About Ron Chapman
More than thirty-five years ago a spiritual advisor captured my attention with a profound remark. “Ron,” he said with deadly earnestness, “Yesterday’s sobriety is insufficient for today.”
I remember the moment because of the truth that resonated within his remark. Today my experience would say it differently. A progressive addiction requires a progressive recovery. But what is meant by a progressive recovery?
There are so many phrases and ideas in the recovering community that point to this necessity: more will be revealed, complacency kills, peeling the layers of the onion, our well-being is dependent on the daily maintenance of our spiritual condition, and so forth. Interestingly enough, this is akin to the ancient metaphor of manna from heaven, a story I explored in my 2008 book Seeing True: Ninety Contemplations in Ninety Days.
“There is a biblical story of the Jews wandering in the wilderness for a very long time. Each day the unleavened bread known as manna fell from heaven to be collected as dew from the leaves of plants. At the end of the day, the manna was no more, it had no life beyond the day of its fall. It seems the Jews were required to live not just in the day’s sustenance, but in trust the needs of the day would be met as well. So each day we begin anew. That which we understood, or knew, or experienced at some past date is of no use to us today unless it produces new spiritual fruitage.”
Apparently, the idea of a progressive path is embedded in spiritual mythology.
And so it is with my story. At five years in recovery I married again. Certain that I was on solid ground I was dumbfounded at how inept I was in relationship. Those difficulties took me deeply into learning about unconditional love. Then much to my surprise, a divorce required me to explore my broken heart and heal while still maintaining that unconditional love for my ex-wife.
On the day of celebrating my tenth year in recovery, I suddenly became aware that I knew nothing of what it is to be happy, joyous, and free. The resulting dive into the twelve steps produced greater growth and development than I even imagined was possible. For the first time I came to see patterns within me that had dogged my steps all the way back to childhood.
At seventeen years in recovery and after one more failed relationship, I found myself in an inpatient facility for a week of intensive love addiction treatment. The resulting breakthrough in overcoming a perception of inadequacy was transformative like nothing else that had preceded it.
One would think I had now arrived. And yet the several years leading up to my twenty-fifth anniversary in recovery were a period I now call my time in the wilderness. If that sounds painful, it was. But today, I have come to have a degree of emotional sobriety that is astounding to me. Many of my dependencies have simply lost their power as a result of what I know today as “the results of the twelve steps practiced at depth over time.”
Today when I tell my story of recovery, I speak most often of the need for increasing spiritual exploration, not to embellish me, but to increase the degrees of my freedom from myself. The result is to further distance myself from addiction, and to find greater and greater well-being.

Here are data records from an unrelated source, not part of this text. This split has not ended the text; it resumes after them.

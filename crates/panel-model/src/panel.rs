//! Entity panels and month-keyed series.

use std::collections::BTreeMap;
use std::collections::btree_map;

use serde::{Deserialize, Serialize};

use crate::metric::{TradeBundle, TradeMetric};
use crate::month::CanonicalMonth;

/// Months of one entity.
pub type EntitySeries = BTreeMap<CanonicalMonth, TradeBundle>;

/// Entity × month panel of customs metrics.
///
/// Entity identity is the normalized display name. Each (entity, month)
/// holds at most one [`TradeBundle`].
#[derive(Debug, Clone, Default, PartialEq, Serialize, Deserialize)]
#[serde(transparent)]
pub struct EntityPanel {
    entities: BTreeMap<String, EntitySeries>,
}

impl EntityPanel {
    pub fn new() -> Self {
        Self::default()
    }

    pub fn len(&self) -> usize {
        self.entities.len()
    }

    pub fn is_empty(&self) -> bool {
        self.entities.is_empty()
    }

    pub fn contains(&self, entity: &str) -> bool {
        self.entities.contains_key(entity)
    }

    pub fn entity(&self, entity: &str) -> Option<&EntitySeries> {
        self.entities.get(entity)
    }

    pub fn entity_mut(&mut self, entity: &str) -> &mut EntitySeries {
        self.entities.entry(entity.to_string()).or_default()
    }

    pub fn names(&self) -> impl Iterator<Item = &str> {
        self.entities.keys().map(String::as_str)
    }

    pub fn iter(&self) -> btree_map::Iter<'_, String, EntitySeries> {
        self.entities.iter()
    }

    /// Replaces the bundle for (entity, month).
    pub fn insert(&mut self, entity: &str, month: CanonicalMonth, bundle: TradeBundle) {
        self.entity_mut(entity).insert(month, bundle);
    }

    pub fn get(&self, entity: &str, month: CanonicalMonth) -> Option<&TradeBundle> {
        self.entities.get(entity).and_then(|s| s.get(&month))
    }

    pub fn value(&self, entity: &str, month: CanonicalMonth, metric: TradeMetric) -> Option<f64> {
        self.get(entity, month).and_then(|b| b.get(metric))
    }

    pub fn remove(&mut self, entity: &str) -> Option<EntitySeries> {
        self.entities.remove(entity)
    }

    /// Renames an entity; returns false when `from` is absent.
    pub fn rename(&mut self, from: &str, to: &str) -> bool {
        match self.entities.remove(from) {
            Some(series) => {
                self.entities.insert(to.to_string(), series);
                true
            }
            None => false,
        }
    }

    /// Moves every entity of `other` into `self`, replacing same-named entities.
    pub fn absorb(&mut self, other: EntityPanel) {
        self.entities.extend(other.entities);
    }

    /// Number of (entity, month) observations.
    pub fn observation_count(&self) -> usize {
        self.entities.values().map(BTreeMap::len).sum()
    }

    /// Month-ordered series of one metric for one entity.
    pub fn series(&self, entity: &str, metric: TradeMetric) -> MonthlySeries {
        self.entities
            .get(entity)
            .map(|months| {
                months
                    .iter()
                    .filter_map(|(month, bundle)| bundle.get(metric).map(|v| (*month, v)))
                    .collect()
            })
            .unwrap_or_default()
    }
}

impl FromIterator<(String, EntitySeries)> for EntityPanel {
    fn from_iter<T: IntoIterator<Item = (String, EntitySeries)>>(iter: T) -> Self {
        Self {
            entities: iter.into_iter().collect(),
        }
    }
}

impl IntoIterator for EntityPanel {
    type Item = (String, EntitySeries);
    type IntoIter = btree_map::IntoIter<String, EntitySeries>;

    fn into_iter(self) -> Self::IntoIter {
        self.entities.into_iter()
    }
}

/// A month-ordered series of present values.
#[derive(Debug, Clone, Default, PartialEq, Serialize, Deserialize)]
#[serde(transparent)]
pub struct MonthlySeries(BTreeMap<CanonicalMonth, f64>);

impl MonthlySeries {
    pub fn new() -> Self {
        Self::default()
    }

    /// Inserts a value; non-finite values are not stored.
    pub fn insert(&mut self, month: CanonicalMonth, value: f64) {
        if value.is_finite() {
            self.0.insert(month, value);
        }
    }

    pub fn get(&self, month: CanonicalMonth) -> Option<f64> {
        self.0.get(&month).copied()
    }

    pub fn len(&self) -> usize {
        self.0.len()
    }

    pub fn is_empty(&self) -> bool {
        self.0.is_empty()
    }

    pub fn last_month(&self) -> Option<CanonicalMonth> {
        self.0.keys().next_back().copied()
    }

    pub fn iter(&self) -> impl DoubleEndedIterator<Item = (CanonicalMonth, f64)> + '_ {
        self.0.iter().map(|(m, v)| (*m, *v))
    }

    pub fn months(&self) -> impl Iterator<Item = CanonicalMonth> + '_ {
        self.0.keys().copied()
    }

    /// Values within `[from, to]`, both inclusive.
    pub fn range(
        &self,
        from: CanonicalMonth,
        to: CanonicalMonth,
    ) -> impl Iterator<Item = (CanonicalMonth, f64)> + '_ {
        self.0.range(from..=to).map(|(m, v)| (*m, *v))
    }
}

impl FromIterator<(CanonicalMonth, f64)> for MonthlySeries {
    fn from_iter<T: IntoIterator<Item = (CanonicalMonth, f64)>>(iter: T) -> Self {
        let mut series = Self::new();
        for (month, value) in iter {
            series.insert(month, value);
        }
        series
    }
}

/// A month-indexed table with named columns and optional cells.
///
/// Used for FX tables where columns are sheet rows and time runs down.
#[derive(Debug, Clone, Default, PartialEq, Serialize, Deserialize)]
pub struct MonthlyTable {
    columns: Vec<String>,
    rows: BTreeMap<CanonicalMonth, Vec<Option<f64>>>,
}

impl MonthlyTable {
    /// Empty table with a fixed schema.
    pub fn with_columns<I, S>(columns: I) -> Self
    where
        I: IntoIterator<Item = S>,
        S: Into<String>,
    {
        Self {
            columns: columns.into_iter().map(Into::into).collect(),
            rows: BTreeMap::new(),
        }
    }

    pub fn columns(&self) -> &[String] {
        &self.columns
    }

    pub fn column_index(&self, name: &str) -> Option<usize> {
        self.columns.iter().position(|c| c == name)
    }

    pub fn len(&self) -> usize {
        self.rows.len()
    }

    pub fn is_empty(&self) -> bool {
        self.rows.is_empty()
    }

    pub fn months(&self) -> impl DoubleEndedIterator<Item = CanonicalMonth> + '_ {
        self.rows.keys().copied()
    }

    pub fn rows(&self) -> impl Iterator<Item = (CanonicalMonth, &[Option<f64>])> + '_ {
        self.rows.iter().map(|(m, r)| (*m, r.as_slice()))
    }

    pub fn row(&self, month: CanonicalMonth) -> Option<&[Option<f64>]> {
        self.rows.get(&month).map(Vec::as_slice)
    }

    /// Sets one row; shorter rows are padded with missing cells.
    pub fn insert_row(&mut self, month: CanonicalMonth, mut values: Vec<Option<f64>>) {
        values.resize(self.columns.len(), None);
        for value in &mut values {
            if value.is_some_and(|v| !v.is_finite()) {
                *value = None;
            }
        }
        self.rows.insert(month, values);
    }

    pub fn get(&self, month: CanonicalMonth, column: &str) -> Option<f64> {
        let index = self.column_index(column)?;
        self.rows.get(&month).and_then(|r| r[index])
    }

    /// One column as a series of present values.
    pub fn column(&self, name: &str) -> Option<MonthlySeries> {
        let index = self.column_index(name)?;
        Some(
            self.rows
                .iter()
                .filter_map(|(m, r)| r[index].map(|v| (*m, v)))
                .collect(),
        )
    }

    /// Appends a column computed per month from the existing row.
    pub fn add_column<F>(&mut self, name: impl Into<String>, mut compute: F)
    where
        F: FnMut(CanonicalMonth, &[Option<f64>]) -> Option<f64>,
    {
        self.columns.push(name.into());
        for (month, row) in &mut self.rows {
            let value = compute(*month, row).filter(|v| v.is_finite());
            row.push(value);
        }
    }

    /// Appends a column from a series; months absent from the series are missing.
    pub fn add_series(&mut self, name: impl Into<String>, series: &MonthlySeries) {
        self.add_column(name, |month, _| series.get(month));
    }

    /// Keeps only the latest `count` months present in the table.
    pub fn retain_last(&mut self, count: usize) {
        while self.rows.len() > count {
            self.rows.pop_first();
        }
    }
}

Recovery is a launching pad, not a safe haven. Without a progressive recovery, I could never have known the benefits of one of the promises of recovery: “We will know a new freedom and a new happiness.”
Much of my time is now spent providing workshops and mentoring that promote forgiveness and healing. I am an internationally accredited speaker on spirituality-based skills acquired through recovery. In 2012, I broke the most personally meaningful ground to date with my book A Killer’s Grace, a novel that explores our inherent innocence amid a dark and troubling situation. While my learning about innocence changed me to the core, readers tell me it has had a similarly profound effect on them. Every day I interact with people through these emerging and life-affirming philosophies of forgiveness, innocence, unconditional love and emotional sobriety.
Today the realization of my potential as a human being in spiritual recovery are stunning to me. An observation I offer with great humility and gratitude.
In the dedication to my first book I captured the truth: There are no self-made men or women. I am a product of the support, guidance and love of a number of others on the path of progressive recovery.
That, my friends, is your potential future. Don’t stop where you are. At worst the progressive malady will catch you. At best, there is no limit to your possibilities.